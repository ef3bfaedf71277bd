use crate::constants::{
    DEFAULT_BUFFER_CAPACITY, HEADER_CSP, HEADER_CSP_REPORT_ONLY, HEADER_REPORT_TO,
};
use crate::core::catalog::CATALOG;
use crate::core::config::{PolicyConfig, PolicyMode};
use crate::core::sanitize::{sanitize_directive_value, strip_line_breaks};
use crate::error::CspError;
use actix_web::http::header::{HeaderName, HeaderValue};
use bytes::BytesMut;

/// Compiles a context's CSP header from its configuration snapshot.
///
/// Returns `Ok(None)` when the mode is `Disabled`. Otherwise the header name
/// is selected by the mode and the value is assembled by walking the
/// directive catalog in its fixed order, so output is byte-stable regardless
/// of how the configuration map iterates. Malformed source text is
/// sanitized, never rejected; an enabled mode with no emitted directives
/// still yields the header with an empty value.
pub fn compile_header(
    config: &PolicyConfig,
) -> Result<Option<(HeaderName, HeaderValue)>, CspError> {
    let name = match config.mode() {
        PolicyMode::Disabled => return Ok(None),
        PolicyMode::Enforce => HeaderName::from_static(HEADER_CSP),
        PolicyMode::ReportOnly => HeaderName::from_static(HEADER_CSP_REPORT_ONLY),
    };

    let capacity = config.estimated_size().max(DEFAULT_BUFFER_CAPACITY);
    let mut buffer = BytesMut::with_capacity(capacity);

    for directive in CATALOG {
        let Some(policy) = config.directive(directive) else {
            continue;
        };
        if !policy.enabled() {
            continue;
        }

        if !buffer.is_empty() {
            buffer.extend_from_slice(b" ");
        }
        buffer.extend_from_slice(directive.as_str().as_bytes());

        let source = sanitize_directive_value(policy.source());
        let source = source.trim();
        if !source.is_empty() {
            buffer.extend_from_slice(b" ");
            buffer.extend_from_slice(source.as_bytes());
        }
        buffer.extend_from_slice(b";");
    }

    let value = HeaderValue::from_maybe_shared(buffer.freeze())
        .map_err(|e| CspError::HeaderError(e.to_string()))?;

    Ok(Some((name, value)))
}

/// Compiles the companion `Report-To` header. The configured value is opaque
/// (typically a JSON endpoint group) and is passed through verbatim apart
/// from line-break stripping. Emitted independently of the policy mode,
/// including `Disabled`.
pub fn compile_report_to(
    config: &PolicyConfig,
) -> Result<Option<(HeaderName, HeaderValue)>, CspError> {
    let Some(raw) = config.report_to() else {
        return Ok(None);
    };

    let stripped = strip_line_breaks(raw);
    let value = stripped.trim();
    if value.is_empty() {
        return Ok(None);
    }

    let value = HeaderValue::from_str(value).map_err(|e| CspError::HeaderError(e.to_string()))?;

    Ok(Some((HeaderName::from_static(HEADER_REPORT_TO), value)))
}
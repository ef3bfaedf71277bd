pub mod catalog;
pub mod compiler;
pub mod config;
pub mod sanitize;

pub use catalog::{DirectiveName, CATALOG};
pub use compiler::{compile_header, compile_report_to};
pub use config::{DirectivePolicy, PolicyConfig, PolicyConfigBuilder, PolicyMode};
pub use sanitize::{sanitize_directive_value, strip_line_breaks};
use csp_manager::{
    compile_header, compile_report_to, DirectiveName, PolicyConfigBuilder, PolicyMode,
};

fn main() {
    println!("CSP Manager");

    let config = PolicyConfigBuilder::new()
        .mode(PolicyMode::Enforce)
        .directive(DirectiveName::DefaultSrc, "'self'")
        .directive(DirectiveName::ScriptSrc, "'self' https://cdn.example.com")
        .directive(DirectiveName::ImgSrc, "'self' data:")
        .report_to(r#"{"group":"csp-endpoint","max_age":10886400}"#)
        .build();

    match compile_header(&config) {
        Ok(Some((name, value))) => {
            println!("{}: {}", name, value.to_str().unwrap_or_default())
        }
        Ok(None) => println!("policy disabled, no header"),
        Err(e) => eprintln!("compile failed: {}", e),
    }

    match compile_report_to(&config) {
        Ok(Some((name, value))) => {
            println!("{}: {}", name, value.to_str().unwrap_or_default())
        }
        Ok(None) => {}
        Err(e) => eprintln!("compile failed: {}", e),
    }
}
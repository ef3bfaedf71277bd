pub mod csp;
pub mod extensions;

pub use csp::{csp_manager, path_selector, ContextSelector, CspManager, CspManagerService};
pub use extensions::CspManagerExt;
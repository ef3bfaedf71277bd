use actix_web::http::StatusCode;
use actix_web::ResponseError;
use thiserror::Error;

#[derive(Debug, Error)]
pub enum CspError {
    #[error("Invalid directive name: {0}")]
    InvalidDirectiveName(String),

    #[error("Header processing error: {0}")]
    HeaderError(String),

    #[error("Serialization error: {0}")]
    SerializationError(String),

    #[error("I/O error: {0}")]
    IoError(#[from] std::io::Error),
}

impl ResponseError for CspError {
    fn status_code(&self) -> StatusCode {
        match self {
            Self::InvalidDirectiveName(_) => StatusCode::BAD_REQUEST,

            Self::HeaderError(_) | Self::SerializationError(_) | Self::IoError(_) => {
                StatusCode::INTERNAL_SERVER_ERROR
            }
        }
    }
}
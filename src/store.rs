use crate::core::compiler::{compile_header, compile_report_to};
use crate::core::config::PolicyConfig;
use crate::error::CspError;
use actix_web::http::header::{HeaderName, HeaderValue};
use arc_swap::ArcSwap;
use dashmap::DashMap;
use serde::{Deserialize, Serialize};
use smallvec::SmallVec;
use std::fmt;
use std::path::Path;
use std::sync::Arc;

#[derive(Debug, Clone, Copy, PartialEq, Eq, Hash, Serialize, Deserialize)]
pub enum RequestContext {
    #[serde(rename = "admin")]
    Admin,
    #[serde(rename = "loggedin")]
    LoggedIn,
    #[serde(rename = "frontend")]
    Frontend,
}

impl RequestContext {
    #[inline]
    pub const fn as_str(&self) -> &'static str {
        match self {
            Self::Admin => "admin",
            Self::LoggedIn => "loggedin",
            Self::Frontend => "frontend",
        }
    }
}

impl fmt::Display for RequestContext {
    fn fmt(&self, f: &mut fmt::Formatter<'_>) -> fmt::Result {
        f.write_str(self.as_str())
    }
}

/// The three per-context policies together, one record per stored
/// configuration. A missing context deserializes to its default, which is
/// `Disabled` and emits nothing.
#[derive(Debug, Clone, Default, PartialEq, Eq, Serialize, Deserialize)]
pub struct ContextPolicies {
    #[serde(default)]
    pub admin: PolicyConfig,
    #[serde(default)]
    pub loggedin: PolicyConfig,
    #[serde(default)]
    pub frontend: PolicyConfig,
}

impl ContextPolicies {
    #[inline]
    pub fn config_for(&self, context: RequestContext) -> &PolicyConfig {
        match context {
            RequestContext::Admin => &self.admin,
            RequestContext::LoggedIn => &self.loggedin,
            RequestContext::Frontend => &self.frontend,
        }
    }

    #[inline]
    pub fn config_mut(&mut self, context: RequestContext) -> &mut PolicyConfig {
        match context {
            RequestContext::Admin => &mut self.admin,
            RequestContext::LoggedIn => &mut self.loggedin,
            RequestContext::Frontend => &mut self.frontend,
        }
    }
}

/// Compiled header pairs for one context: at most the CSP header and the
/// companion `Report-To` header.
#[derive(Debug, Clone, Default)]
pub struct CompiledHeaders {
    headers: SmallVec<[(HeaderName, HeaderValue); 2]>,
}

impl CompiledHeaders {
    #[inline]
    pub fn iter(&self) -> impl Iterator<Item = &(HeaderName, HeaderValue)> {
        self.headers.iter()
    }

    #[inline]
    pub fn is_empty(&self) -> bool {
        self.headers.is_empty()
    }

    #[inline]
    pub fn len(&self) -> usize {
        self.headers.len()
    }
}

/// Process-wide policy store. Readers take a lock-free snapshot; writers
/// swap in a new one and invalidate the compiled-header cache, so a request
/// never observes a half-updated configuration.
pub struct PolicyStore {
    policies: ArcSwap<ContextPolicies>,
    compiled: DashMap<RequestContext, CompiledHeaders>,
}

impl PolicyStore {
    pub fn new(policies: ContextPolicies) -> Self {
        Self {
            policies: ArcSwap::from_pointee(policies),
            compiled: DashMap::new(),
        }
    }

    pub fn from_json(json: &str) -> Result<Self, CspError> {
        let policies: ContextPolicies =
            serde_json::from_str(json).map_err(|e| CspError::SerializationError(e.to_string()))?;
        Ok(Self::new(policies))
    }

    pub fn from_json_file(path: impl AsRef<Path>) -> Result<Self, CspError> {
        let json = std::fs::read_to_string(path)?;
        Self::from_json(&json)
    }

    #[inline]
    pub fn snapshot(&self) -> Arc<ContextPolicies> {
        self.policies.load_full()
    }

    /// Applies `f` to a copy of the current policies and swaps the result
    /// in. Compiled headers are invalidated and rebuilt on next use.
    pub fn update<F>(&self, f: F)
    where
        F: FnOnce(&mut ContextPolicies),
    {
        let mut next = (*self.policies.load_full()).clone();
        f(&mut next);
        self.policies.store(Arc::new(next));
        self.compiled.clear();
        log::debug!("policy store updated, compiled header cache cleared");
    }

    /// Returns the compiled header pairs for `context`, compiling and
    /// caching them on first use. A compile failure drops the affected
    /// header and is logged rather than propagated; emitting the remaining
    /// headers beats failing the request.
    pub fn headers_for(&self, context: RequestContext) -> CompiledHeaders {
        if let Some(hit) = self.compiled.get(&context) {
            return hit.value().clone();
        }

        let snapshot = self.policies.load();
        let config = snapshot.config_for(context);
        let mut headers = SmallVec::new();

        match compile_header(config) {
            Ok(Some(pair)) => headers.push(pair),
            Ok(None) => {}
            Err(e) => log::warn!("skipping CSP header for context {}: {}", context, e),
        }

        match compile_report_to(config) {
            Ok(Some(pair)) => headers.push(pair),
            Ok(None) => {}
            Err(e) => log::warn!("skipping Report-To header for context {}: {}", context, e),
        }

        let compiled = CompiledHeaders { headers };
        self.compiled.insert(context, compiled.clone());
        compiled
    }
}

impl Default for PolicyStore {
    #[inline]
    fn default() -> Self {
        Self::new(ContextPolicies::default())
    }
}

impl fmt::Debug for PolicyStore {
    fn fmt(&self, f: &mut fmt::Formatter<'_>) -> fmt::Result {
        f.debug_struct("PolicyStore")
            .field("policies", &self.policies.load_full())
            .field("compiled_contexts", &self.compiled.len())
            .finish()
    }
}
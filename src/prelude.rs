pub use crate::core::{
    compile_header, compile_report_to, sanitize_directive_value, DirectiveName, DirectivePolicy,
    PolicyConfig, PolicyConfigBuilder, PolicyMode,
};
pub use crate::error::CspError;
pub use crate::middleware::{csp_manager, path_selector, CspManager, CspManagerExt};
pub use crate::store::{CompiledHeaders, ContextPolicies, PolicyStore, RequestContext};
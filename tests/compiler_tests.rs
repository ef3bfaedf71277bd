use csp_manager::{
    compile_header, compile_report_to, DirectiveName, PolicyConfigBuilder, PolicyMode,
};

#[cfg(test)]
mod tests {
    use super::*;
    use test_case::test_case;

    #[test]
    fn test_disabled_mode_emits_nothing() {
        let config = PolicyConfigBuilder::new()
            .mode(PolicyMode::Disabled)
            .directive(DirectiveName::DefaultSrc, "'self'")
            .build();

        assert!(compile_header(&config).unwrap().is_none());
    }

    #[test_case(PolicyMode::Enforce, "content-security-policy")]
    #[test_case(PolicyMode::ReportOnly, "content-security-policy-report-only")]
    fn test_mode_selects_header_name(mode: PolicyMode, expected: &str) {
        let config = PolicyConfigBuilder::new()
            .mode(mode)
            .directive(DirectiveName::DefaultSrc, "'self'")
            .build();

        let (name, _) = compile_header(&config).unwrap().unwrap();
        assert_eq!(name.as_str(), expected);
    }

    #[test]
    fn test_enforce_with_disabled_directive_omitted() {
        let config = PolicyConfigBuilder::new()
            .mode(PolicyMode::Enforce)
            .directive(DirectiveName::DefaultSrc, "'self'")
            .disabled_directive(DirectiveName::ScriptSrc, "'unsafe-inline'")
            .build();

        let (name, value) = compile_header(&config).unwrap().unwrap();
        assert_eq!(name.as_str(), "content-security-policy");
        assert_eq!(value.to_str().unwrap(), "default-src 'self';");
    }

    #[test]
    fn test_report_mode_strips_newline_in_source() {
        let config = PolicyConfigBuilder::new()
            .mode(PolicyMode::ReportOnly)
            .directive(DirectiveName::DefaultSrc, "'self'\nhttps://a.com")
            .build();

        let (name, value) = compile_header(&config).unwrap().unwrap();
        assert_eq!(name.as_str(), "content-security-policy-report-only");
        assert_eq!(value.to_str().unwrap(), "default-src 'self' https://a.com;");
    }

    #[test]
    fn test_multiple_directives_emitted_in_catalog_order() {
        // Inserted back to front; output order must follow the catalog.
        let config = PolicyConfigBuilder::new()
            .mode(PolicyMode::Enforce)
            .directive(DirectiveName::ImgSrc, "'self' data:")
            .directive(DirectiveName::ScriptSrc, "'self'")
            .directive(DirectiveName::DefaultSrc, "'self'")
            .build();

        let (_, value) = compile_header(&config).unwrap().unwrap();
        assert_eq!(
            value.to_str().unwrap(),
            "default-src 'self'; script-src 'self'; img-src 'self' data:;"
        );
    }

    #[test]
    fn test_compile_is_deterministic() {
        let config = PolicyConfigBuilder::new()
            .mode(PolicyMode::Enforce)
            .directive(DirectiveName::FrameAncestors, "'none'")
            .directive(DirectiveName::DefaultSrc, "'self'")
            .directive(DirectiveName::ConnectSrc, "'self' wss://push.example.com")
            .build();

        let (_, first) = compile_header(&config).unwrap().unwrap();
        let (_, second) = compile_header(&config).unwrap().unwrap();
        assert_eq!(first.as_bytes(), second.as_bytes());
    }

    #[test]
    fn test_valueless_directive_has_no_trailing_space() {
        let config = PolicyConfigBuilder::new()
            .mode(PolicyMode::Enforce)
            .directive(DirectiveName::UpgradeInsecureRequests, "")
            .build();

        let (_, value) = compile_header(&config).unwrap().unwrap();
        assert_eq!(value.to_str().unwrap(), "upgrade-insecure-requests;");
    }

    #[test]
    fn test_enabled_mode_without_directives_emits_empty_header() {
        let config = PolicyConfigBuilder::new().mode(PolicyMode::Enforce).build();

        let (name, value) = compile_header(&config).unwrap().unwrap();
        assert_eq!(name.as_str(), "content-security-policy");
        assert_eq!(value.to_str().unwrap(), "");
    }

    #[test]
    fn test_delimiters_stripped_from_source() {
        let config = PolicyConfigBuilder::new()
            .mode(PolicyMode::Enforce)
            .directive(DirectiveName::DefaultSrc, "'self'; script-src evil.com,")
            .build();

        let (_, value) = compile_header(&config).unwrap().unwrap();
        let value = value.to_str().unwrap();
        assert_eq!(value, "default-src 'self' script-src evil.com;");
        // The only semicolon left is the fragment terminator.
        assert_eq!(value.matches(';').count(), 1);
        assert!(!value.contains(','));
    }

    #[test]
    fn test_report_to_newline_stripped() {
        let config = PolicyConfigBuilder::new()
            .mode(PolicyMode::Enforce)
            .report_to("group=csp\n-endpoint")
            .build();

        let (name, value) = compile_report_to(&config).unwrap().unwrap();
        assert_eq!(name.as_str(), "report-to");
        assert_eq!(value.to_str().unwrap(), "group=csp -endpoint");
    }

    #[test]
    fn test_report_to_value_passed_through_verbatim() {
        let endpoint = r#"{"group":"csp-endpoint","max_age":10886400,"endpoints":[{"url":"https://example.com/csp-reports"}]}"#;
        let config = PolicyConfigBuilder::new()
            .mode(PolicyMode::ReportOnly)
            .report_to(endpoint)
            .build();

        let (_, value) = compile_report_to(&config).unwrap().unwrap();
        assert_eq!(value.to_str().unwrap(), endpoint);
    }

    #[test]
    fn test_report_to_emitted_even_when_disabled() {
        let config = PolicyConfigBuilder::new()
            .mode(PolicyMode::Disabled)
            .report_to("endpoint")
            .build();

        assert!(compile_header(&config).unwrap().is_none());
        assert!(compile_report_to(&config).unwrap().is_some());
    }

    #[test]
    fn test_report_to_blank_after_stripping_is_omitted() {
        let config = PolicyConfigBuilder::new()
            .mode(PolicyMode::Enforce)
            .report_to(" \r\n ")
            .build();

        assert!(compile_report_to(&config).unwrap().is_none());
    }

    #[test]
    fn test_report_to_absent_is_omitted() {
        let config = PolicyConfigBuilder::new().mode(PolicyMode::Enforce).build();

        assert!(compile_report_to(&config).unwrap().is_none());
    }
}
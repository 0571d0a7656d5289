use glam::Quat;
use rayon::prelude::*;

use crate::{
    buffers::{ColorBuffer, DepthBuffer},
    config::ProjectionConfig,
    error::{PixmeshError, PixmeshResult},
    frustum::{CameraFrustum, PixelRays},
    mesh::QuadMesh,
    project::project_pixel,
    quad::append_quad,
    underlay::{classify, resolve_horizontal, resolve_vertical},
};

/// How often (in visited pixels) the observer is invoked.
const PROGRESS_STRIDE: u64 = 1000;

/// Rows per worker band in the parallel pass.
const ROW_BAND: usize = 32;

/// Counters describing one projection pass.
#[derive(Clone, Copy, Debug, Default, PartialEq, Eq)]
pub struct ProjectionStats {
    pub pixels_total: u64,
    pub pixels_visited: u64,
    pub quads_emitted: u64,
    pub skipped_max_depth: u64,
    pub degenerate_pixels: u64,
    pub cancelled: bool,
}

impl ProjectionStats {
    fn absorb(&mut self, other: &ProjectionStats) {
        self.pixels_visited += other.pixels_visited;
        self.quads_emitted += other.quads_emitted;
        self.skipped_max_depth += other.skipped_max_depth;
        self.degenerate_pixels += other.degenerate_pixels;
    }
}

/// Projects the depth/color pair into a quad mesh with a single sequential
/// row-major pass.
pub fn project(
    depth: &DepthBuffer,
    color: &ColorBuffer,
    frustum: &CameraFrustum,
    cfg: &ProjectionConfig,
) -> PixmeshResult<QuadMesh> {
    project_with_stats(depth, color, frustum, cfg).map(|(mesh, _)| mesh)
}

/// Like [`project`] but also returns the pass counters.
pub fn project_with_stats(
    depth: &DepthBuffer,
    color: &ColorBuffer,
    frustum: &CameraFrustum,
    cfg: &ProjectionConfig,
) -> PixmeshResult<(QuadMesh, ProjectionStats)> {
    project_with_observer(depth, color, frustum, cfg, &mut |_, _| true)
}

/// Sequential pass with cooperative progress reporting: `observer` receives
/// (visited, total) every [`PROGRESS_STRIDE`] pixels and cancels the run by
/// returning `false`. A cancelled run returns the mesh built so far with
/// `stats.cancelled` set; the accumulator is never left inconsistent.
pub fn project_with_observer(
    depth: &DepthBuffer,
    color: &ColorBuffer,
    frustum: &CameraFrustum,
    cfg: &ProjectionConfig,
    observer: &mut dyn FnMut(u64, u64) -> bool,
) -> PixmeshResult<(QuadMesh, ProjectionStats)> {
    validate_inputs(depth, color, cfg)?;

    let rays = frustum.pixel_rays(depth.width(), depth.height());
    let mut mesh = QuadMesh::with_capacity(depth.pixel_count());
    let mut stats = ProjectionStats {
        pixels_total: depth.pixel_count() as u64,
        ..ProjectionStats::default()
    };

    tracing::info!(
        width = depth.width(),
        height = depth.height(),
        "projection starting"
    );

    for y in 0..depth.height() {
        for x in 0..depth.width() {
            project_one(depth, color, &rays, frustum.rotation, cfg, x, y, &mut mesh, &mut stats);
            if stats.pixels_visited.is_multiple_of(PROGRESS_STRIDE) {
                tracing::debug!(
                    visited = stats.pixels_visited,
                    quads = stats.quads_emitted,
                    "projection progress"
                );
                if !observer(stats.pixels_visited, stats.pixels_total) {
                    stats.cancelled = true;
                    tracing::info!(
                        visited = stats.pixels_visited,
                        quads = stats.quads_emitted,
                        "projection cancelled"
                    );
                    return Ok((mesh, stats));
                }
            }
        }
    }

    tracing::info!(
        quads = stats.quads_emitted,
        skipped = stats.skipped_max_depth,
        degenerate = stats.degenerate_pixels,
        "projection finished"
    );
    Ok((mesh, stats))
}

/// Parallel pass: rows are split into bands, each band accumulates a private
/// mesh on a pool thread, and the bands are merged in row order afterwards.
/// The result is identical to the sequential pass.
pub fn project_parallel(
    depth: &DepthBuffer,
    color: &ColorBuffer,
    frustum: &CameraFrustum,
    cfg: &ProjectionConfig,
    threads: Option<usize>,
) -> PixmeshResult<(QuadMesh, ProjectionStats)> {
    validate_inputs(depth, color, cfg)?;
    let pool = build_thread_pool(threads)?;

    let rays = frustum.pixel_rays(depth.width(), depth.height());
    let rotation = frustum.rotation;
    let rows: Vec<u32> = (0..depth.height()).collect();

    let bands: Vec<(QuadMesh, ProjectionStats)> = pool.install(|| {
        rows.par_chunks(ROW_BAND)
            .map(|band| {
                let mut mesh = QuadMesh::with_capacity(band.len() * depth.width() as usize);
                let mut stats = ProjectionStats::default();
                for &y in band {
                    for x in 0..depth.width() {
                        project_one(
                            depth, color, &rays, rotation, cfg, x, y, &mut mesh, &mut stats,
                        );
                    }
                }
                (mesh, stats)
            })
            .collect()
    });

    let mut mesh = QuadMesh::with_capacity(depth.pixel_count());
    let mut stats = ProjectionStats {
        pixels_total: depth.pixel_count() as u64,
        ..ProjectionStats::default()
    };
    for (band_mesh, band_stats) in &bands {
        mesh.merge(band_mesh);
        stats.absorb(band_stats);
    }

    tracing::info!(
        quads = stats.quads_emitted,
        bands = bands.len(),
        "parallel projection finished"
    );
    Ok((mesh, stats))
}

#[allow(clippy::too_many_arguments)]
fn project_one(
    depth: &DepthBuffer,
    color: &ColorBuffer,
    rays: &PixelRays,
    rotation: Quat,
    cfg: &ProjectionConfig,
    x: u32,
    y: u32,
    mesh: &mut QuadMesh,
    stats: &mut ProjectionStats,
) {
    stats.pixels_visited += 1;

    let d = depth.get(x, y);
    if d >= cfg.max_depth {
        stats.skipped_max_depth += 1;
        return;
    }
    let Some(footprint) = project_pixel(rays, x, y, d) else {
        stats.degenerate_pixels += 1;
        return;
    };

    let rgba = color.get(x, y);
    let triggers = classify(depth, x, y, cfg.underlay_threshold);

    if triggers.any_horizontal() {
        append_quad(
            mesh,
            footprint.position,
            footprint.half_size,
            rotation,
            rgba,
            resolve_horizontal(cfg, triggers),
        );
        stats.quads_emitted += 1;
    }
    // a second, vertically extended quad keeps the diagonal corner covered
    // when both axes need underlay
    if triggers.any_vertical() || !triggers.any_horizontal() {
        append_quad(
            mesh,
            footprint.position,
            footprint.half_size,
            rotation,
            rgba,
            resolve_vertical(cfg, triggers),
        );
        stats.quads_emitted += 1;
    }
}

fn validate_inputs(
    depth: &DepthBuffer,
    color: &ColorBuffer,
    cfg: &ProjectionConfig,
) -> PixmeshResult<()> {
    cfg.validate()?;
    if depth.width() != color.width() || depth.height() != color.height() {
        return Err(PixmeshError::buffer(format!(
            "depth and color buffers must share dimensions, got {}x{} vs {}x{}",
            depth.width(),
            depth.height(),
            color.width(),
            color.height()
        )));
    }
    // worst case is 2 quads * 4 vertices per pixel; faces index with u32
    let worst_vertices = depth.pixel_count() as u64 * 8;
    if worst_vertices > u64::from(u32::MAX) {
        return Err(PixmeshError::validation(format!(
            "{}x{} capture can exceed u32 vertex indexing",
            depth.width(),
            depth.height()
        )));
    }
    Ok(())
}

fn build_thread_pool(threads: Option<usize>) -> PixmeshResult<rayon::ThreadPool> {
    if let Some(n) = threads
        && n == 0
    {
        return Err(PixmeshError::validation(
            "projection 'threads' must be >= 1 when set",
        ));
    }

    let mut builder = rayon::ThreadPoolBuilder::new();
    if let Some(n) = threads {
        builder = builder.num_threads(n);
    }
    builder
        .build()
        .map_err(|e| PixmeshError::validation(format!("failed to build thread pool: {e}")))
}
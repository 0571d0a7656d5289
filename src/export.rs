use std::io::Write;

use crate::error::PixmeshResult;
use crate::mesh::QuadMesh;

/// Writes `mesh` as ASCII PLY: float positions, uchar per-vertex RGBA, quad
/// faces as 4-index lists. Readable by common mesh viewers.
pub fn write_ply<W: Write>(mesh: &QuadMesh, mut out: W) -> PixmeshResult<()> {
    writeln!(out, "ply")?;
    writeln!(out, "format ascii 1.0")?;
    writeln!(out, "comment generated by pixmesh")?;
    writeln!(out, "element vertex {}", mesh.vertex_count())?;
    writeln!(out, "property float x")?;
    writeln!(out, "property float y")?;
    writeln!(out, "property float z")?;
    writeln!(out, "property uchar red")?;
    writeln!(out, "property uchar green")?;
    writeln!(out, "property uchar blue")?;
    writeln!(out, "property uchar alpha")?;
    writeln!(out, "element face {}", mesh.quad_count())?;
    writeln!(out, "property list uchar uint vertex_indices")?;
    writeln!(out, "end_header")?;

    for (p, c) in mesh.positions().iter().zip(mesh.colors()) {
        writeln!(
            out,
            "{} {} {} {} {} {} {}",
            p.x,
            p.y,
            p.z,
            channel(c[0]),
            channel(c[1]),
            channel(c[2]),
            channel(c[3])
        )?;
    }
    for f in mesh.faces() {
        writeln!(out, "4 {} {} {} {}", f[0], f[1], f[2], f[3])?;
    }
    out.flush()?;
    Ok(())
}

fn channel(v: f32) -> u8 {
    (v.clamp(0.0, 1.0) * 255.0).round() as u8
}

- What needs to be done: Please show each line in the records above that contains "positions".

- Solution for this task:
/// Writes `mesh` as ASCII PLY: float positions, uchar per-vertex RGBA, quad
    for (p, c) in mesh.positions().iter().zip(mesh.colors()) {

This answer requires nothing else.